To see people returning to the charred remains of their home, their memories, and all they possessed, gone forever, tore at my heart. Nothing could stop the fury of the fire, which someone described as having cyclonic force, engulfing everything in its path, and nothing could prepare people for the force of emotions that would overcome them, as they stood staring at the ashes of what was once their life.
And in Queensland, lives turned upside down by the ravages of flood. Farmers, who have somehow survived seven years of drought, now facing the loss of what little they had left, swept away by the sheer force of water. Twenty-eight inches of rain in seven days, and most of that fell in four. The cattle couldn’t get to feed and trying to wade through the mud, driving rain and icy winds, left them completely exhausted. They huddled together trying to keep warm and there they perished.
This week I allowed the reality of that to sink in as I saw Jacqueline Curley’s photos of that loss. Jacqueline and her family have a cattle station in Cloncurry in the midst of it all. She captured the raw, agonising emotion in images that brought me to tears. I wept as I imagined discovering most of your beautiful cattle wiped out by flood and those that did survive, but were too weak to recover, had to be shot. For Jacqueline and her family and many others like her, what seemed like welcome rain which might break the drought, turned into a disaster of epidemic proportions.
At times like this there are no words.
What do you say when someone faces that level of grief? Words seem inadequate, empty, even trite.
She described something of the numbness that hit her in that moment. She couldn’t think or feel, she couldn’t cry, she sat staring into space and then walked around in ever widening circles, incapable of doing anything. Her husband swung into action booking flights to take them to be with her family and attend the funeral. He rang friends to let them know what had happened.

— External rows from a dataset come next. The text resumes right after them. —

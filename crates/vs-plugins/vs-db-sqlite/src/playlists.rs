//! Playlists and `playlist_videos` membership.
//!
//! Membership writes are single statements guarded by the
//! `(playlist_id, video_id)` primary key; reads assemble the playlist inside
//! one transaction so the header and member list come from the same snapshot.

use std::collections::HashMap;

use async_trait::async_trait;
use chrono::Utc;
use sqlx::sqlite::SqliteRow;
use sqlx::{Row, SqliteConnection};
use uuid::Uuid;
use vs_core::error::{AppError, Result};
use vs_core::models::Playlist;
use vs_core::traits::PlaylistRepo;

use crate::{db_error, ensure_affected, SqliteStore};

const PLAYLIST_COLUMNS: &str = "id, owner_id, name, description, created_at, updated_at";

fn playlist_from_row(row: &SqliteRow, videos: Vec<Uuid>) -> std::result::Result<Playlist, sqlx::Error> {
    Ok(Playlist {
        id: row.try_get("id")?,
        owner_id: row.try_get("owner_id")?,
        name: row.try_get("name")?,
        description: row.try_get("description")?,
        videos,
        created_at: row.try_get("created_at")?,
        updated_at: row.try_get("updated_at")?,
    })
}

async fn load_playlist(conn: &mut SqliteConnection, id: Uuid) -> Result<Option<Playlist>> {
    let Some(row) = sqlx::query(&format!("SELECT {PLAYLIST_COLUMNS} FROM playlists WHERE id = ?"))
        .bind(id)
        .fetch_optional(&mut *conn)
        .await
        .map_err(db_error)?
    else {
        return Ok(None);
    };

    let videos = sqlx::query_scalar::<_, Uuid>(
        "SELECT video_id FROM playlist_videos WHERE playlist_id = ? ORDER BY position",
    )
    .bind(id)
    .fetch_all(&mut *conn)
    .await
    .map_err(db_error)?;

    playlist_from_row(&row, videos).map(Some).map_err(db_error)
}

async fn touch(conn: &mut SqliteConnection, id: Uuid) -> Result<()> {
    sqlx::query("UPDATE playlists SET updated_at = ? WHERE id = ?")
        .bind(Utc::now())
        .bind(id)
        .execute(&mut *conn)
        .await
        .map_err(db_error)?;
    Ok(())
}

async fn reload_playlist(conn: &mut SqliteConnection, id: Uuid) -> Result<Playlist> {
    load_playlist(conn, id)
        .await?
        .ok_or_else(|| AppError::not_found("Playlist not found"))
}

#[async_trait]
impl PlaylistRepo for SqliteStore {
    async fn get_playlist(&self, id: Uuid) -> Result<Option<Playlist>> {
        let mut tx = self.pool.begin().await.map_err(db_error)?;
        let playlist = load_playlist(&mut tx, id).await?;
        tx.commit().await.map_err(db_error)?;
        Ok(playlist)
    }

    async fn create_playlist(&self, playlist: Playlist) -> Result<Playlist> {
        sqlx::query(&format!(
            "INSERT INTO playlists ({PLAYLIST_COLUMNS}) VALUES (?, ?, ?, ?, ?, ?)"
        ))
        .bind(playlist.id)
        .bind(playlist.owner_id)
        .bind(&playlist.name)
        .bind(&playlist.description)
        .bind(playlist.created_at)
        .bind(playlist.updated_at)
        .execute(&self.pool)
        .await
        .map_err(db_error)?;
        Ok(playlist)
    }

    async fn update_playlist(&self, playlist: Playlist) -> Result<Playlist> {
        let mut tx = self.pool.begin().await.map_err(db_error)?;
        let result =
            sqlx::query("UPDATE playlists SET name = ?, description = ?, updated_at = ? WHERE id = ?")
                .bind(&playlist.name)
                .bind(&playlist.description)
                .bind(playlist.updated_at)
                .bind(playlist.id)
                .execute(&mut *tx)
                .await
                .map_err(db_error)?;
        ensure_affected(result.rows_affected(), "Playlist not found")?;
        let updated = reload_playlist(&mut tx, playlist.id).await?;
        tx.commit().await.map_err(db_error)?;
        Ok(updated)
    }

    async fn delete_playlist(&self, id: Uuid) -> Result<()> {
        let result = sqlx::query("DELETE FROM playlists WHERE id = ?")
            .bind(id)
            .execute(&self.pool)
            .await
            .map_err(db_error)?;
        ensure_affected(result.rows_affected(), "Playlist not found")
    }

    async fn playlists_by_owner(&self, owner_id: Uuid) -> Result<Vec<Playlist>> {
        let mut tx = self.pool.begin().await.map_err(db_error)?;
        let rows = sqlx::query(&format!(
            "SELECT {PLAYLIST_COLUMNS} FROM playlists WHERE owner_id = ? ORDER BY rowid"
        ))
        .bind(owner_id)
        .fetch_all(&mut *tx)
        .await
        .map_err(db_error)?;

        let members = sqlx::query(
            "SELECT pv.playlist_id, pv.video_id FROM playlist_videos pv \
             JOIN playlists p ON p.id = pv.playlist_id \
             WHERE p.owner_id = ? ORDER BY pv.playlist_id, pv.position",
        )
        .bind(owner_id)
        .fetch_all(&mut *tx)
        .await
        .map_err(db_error)?;
        tx.commit().await.map_err(db_error)?;

        let mut by_playlist: HashMap<Uuid, Vec<Uuid>> = HashMap::new();
        for member in &members {
            let playlist_id: Uuid = member.try_get("playlist_id").map_err(db_error)?;
            let video_id: Uuid = member.try_get("video_id").map_err(db_error)?;
            by_playlist.entry(playlist_id).or_default().push(video_id);
        }

        rows.iter()
            .map(|row| {
                let id: Uuid = row.try_get("id")?;
                playlist_from_row(row, by_playlist.remove(&id).unwrap_or_default())
            })
            .collect::<std::result::Result<_, _>>()
            .map_err(db_error)
    }

    async fn add_video(&self, playlist_id: Uuid, video_id: Uuid) -> Result<Playlist> {
        let mut tx = self.pool.begin().await.map_err(db_error)?;
        sqlx::query(
            "INSERT INTO playlist_videos (playlist_id, video_id, position, added_at) \
             SELECT ?, ?, COALESCE(MAX(position), 0) + 1, ? FROM playlist_videos WHERE playlist_id = ?",
        )
        .bind(playlist_id)
        .bind(video_id)
        .bind(Utc::now())
        .bind(playlist_id)
        .execute(&mut *tx)
        .await
        .map_err(|err| match db_error(err) {
            AppError::Conflict(_) => AppError::conflict("Video already in playlist"),
            other => other,
        })?;
        touch(&mut tx, playlist_id).await?;
        let playlist = reload_playlist(&mut tx, playlist_id).await?;
        tx.commit().await.map_err(db_error)?;
        Ok(playlist)
    }

    async fn remove_video(&self, playlist_id: Uuid, video_id: Uuid) -> Result<Playlist> {
        let mut tx = self.pool.begin().await.map_err(db_error)?;
        let result = sqlx::query("DELETE FROM playlist_videos WHERE playlist_id = ? AND video_id = ?")
            .bind(playlist_id)
            .bind(video_id)
            .execute(&mut *tx)
            .await
            .map_err(db_error)?;
        ensure_affected(result.rows_affected(), "Video is not in this playlist")?;
        touch(&mut tx, playlist_id).await?;
        let playlist = reload_playlist(&mut tx, playlist_id).await?;
        tx.commit().await.map_err(db_error)?;
        Ok(playlist)
    }
}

The flight would leave in less than 24 hours and yet she was incapable of packing, feeding the family or organising anything. Then there was a knock on the door. She opened it to find her friend’s husband standing there with a small box.
“I’ve come to clean the shoes”, he said. She looked at him blankly, “What shoes?” He knew there was packing to do and shoes would be needed for the trip, especially for the funeral, so he came to get them ready.
Somehow she rummaged through the house, under the kids beds, from all corners of the house, and returned with her arms full of muddy, scuffed and much-in-need-of-cleaning shoes, enough for all five of them.
He was a quiet and gently man, not given to conversation, and for the next two hours he cleaned and polished until every shoe shone, then silently let himself out. When she came to pack the shoes that evening she realised he had even scrubbed the soles so they wouldn’t soil anything in the case.
She said his kindness and gentle demeanour somehow allowed a remnant of normality to return, enough to let her thrown some clothes in a bag and begin to prepare for the agonising trip ahead.
So often when we don’t know what to say to people who are experiencing deep grief we resort to “Let me know if there is anything I can do”. This dear man didn’t ask; he cleaned the shoes.
Please pray for all those who are having to pick up the pieces right now, trying to find the strength and determination to rebuild out of the ashes and erosion of their lives.